Object: The goal of this study was to establish whether children with Chiari malformation Type I (CM-I) have abnormal skull base geometry.
Methods: Distances and angles between skull base landmarks were measured on preoperative magnetic resonance images obtained in 30 children (age range 36-204 months) with symptomatic isolated CM-I; 16 of them (53%) had syringomyelia. Comparisons were made with 42 children of similar age who comprised the control group by using one-way analysis of variance.

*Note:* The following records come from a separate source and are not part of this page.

//! # Vending Session
//!
//! The controller behind the machine's screen. It owns the [`OrderComposer`],
//! the submission phase, and cached copies of what the backend knows (catalog,
//! recent orders, the current recommendation).
//!
//! ## Submission
//!
//! A submission is split in two so that a second attempt can be refused while
//! the first is still waiting on the backend:
//!
//! 1. [`begin_submit`](VendingSession::begin_submit) validates the selection
//!    and marks the submission in flight.
//! 2. [`complete_submit`](VendingSession::complete_submit) takes the backend's
//!    answer. Success clears the selection and starts dispensing; failure keeps
//!    the selection so the user can retry.
//!
//! [`submit`](VendingSession::submit) runs both around the backend call and
//! then refreshes the history and recommendation caches.

use crate::clients::{ApiError, VendingApi};
use crate::composer::{
    ComposerCommand, ComposerError, MachineState, OrderComposer, OrderDraft, SubmissionPhase,
};
use crate::config::VendingConfig;
use crate::model::{CatalogSnapshot, Order, OrderCreate, Recommendation};
use std::time::Duration;
use tracing::{info, instrument, warn};

pub struct VendingSession<A: VendingApi> {
    api: A,
    composer: OrderComposer,
    phase: SubmissionPhase,
    dispense_delay: Duration,
    catalog_error: Option<ApiError>,
    history: Vec<Order>,
    recommendation: Option<Recommendation>,
    last_order: Option<Order>,
}

impl<A: VendingApi> VendingSession<A> {
    /// Fetches the catalog once. A failed fetch leaves the catalog empty and is
    /// reported through [`catalog_error`](Self::catalog_error); it is not retried.
    #[instrument(skip_all)]
    pub async fn start(api: A, config: &VendingConfig) -> Self {
        let (catalog, catalog_error) = match api.fetch_catalog().await {
            Ok(catalog) => {
                info!(
                    beverages = catalog.beverages.len(),
                    condiments = catalog.condiments.len(),
                    "Session started"
                );
                (catalog, None)
            }
            Err(e) => {
                warn!(error = %e, "Catalog unavailable, starting with an empty menu");
                (CatalogSnapshot::default(), Some(e))
            }
        };

        Self {
            api,
            composer: OrderComposer::new(catalog),
            phase: SubmissionPhase::Idle,
            dispense_delay: config.dispense_delay(),
            catalog_error,
            history: Vec::new(),
            recommendation: None,
            last_order: None,
        }
    }

    pub fn catalog(&self) -> &CatalogSnapshot {
        self.composer.catalog()
    }

    pub fn catalog_error(&self) -> Option<&ApiError> {
        self.catalog_error.as_ref()
    }

    pub fn composer(&self) -> &OrderComposer {
        &self.composer
    }

    /// Direct access for selection changes. The composer does not block them
    /// while a submission is in flight; the screen is expected to.
    pub fn composer_mut(&mut self) -> &mut OrderComposer {
        &mut self.composer
    }

    pub fn phase(&self) -> SubmissionPhase {
        self.phase
    }

    pub fn state(&self) -> MachineState {
        self.composer.machine_state(self.phase)
    }

    pub fn draft(&self) -> Result<OrderDraft, ComposerError> {
        self.composer.draft()
    }

    pub fn history(&self) -> &[Order] {
        &self.history
    }

    pub fn recommendation(&self) -> Option<&Recommendation> {
        self.recommendation.as_ref()
    }

    pub fn last_order(&self) -> Option<&Order> {
        self.last_order.as_ref()
    }

    /// Validates the selection and marks a submission in flight.
    ///
    /// Nothing changes when an error is returned.
    pub fn begin_submit(&mut self) -> Result<OrderCreate, ComposerError> {
        if self.phase == SubmissionPhase::InFlight {
            warn!("Submission already in flight, ignoring");
            return Err(ComposerError::SubmissionInProgress);
        }

        let payload = self.composer.to_submission_payload()?;
        self.phase = SubmissionPhase::InFlight;
        info!(
            beverage = %payload.beverage_id,
            condiments = payload.condiments.len(),
            "Submitting order"
        );
        Ok(payload)
    }

    /// Records the backend's answer to the submission started by
    /// [`begin_submit`](Self::begin_submit).
    ///
    /// An answer that arrives while nothing is in flight is dropped and the
    /// selection and phase stay as they are.
    pub fn complete_submit(
        &mut self,
        result: Result<Order, ApiError>,
    ) -> Result<Order, ComposerError> {
        if self.phase != SubmissionPhase::InFlight {
            warn!(phase = ?self.phase, ok = result.is_ok(), "No submission in flight, ignoring result");
            return Err(ComposerError::NoSubmissionInFlight);
        }

        match result {
            Ok(order) => {
                info!(order = %order.id, total = %order.total, "Order confirmed, dispensing");
                self.composer.on_order_confirmed();
                self.phase = SubmissionPhase::Dispensing;
                self.last_order = Some(order.clone());
                Ok(order)
            }
            Err(e) => {
                warn!(error = %e, "Order failed, selection kept");
                self.phase = SubmissionPhase::Idle;
                Err(ComposerError::SubmissionFailed(e.to_string()))
            }
        }
    }

    /// Submits the current selection and, on success, refreshes the cached
    /// history and recommendation.
    #[instrument(skip(self))]
    pub async fn submit(&mut self) -> Result<Order, ComposerError> {
        let payload = self.begin_submit()?;
        let result = self.api.submit_order(&payload).await;
        let order = self.complete_submit(result)?;

        if let Err(e) = self.refresh_history().await {
            warn!(error = %e, "History refresh failed");
        }
        if let Err(e) = self.refresh_recommendation().await {
            warn!(error = %e, "Recommendation refresh failed");
        }
        Ok(order)
    }

    /// Leaves `dispensing`. Does nothing in any other phase.
    pub fn finish_dispensing(&mut self) {
        if self.phase == SubmissionPhase::Dispensing {
            info!("Dispensing finished");
            self.phase = SubmissionPhase::Idle;
        }
    }

    /// Waits out the dispense delay, then returns to `ready`.
    pub async fn dispense(&mut self) {
        if self.phase != SubmissionPhase::Dispensing {
            return;
        }
        tokio::time::sleep(self.dispense_delay).await;
        self.finish_dispensing();
    }

    pub async fn refresh_history(&mut self) -> Result<&[Order], ApiError> {
        self.history = self.api.fetch_order_history().await?;
        Ok(&self.history)
    }

    pub async fn refresh_recommendation(&mut self) -> Result<&Recommendation, ApiError> {
        let recommendation = self.api.fetch_recommendation().await?;
        info!(
            beverage = %recommendation.beverage,
            reason = %recommendation.reason,
            "Recommendation updated"
        );
        let cached: &Recommendation = self.recommendation.insert(recommendation);
        Ok(cached)
    }

    /// Runs a command list in order and returns the last order it placed.
    /// Stops at the first failed submission.
    #[instrument(skip_all, fields(commands = commands.len()))]
    pub async fn run_commands(
        &mut self,
        commands: &[ComposerCommand],
    ) -> Result<Option<Order>, ComposerError> {
        let mut placed = None;
        for command in commands {
            if !self.composer.apply(command) {
                placed = Some(self.submit().await?);
            }
        }
        Ok(placed)
    }

    /// Loads the cached recommendation into the selection.
    pub async fn apply_recommendation(&mut self) -> Result<(), ComposerError> {
        let Some(commands) = self.recommendation.as_ref().map(Recommendation::to_commands) else {
            return Ok(());
        };
        self.run_commands(&commands).await.map(|_| ())
    }
}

Results: The angle formed by the crista galli (CG), dorsum sellae (DS), and foramen magnum (FM) was larger than normal in individuals with CM-I than in those without (145 degrees in patients with CM-I but no syringomyelia and 151 degrees in those with CM-I and syringomyelia compared with 135 degrees in controls; p = 0.000). The angle formed by the left internal auditory meatus (IAM), FM, and right IAM was also larger than normal in the patients (122 degrees in patients with CM-I but no syringomyelia and 123 degrees in those with CM-I and syringomyelia compared with 110 degrees in controls; p = 0.001). The angle formed by the anterior clinoid process (ACP), CG, and right ACP was smaller than normal (29 degrees in all patients with CM-I compared with 34 degrees in controls; p = 0.000). The distance between the two IAMs was longer than normal (75 mm in patients with CM-I but no syringomyelia and 63 mm in those with CM-I and syringomyelia compared with 58 mm in controls; p = 0.000). The distance between the two ACPs was shorter than normal in the syringomyelia group (31 mm in patients with CM-I but no syringomyelia and 27 mm in those with CM-I and syrinx compared with 32 mm in controls; p = 0.001). Within the group of patients with CM-I, the DS-FM and left ACP-right ACP distances were smaller in the syringomyelia group (p = 0.009 and p = 0.037, respectively).
Conclusions: Children with CM-I have abnormal geometrical measurements of their entire skull base, not only the posterior fossa, irrespective of presence of syringomyelia. This may indicate a mesodermal defect as a possible cause of the malformation.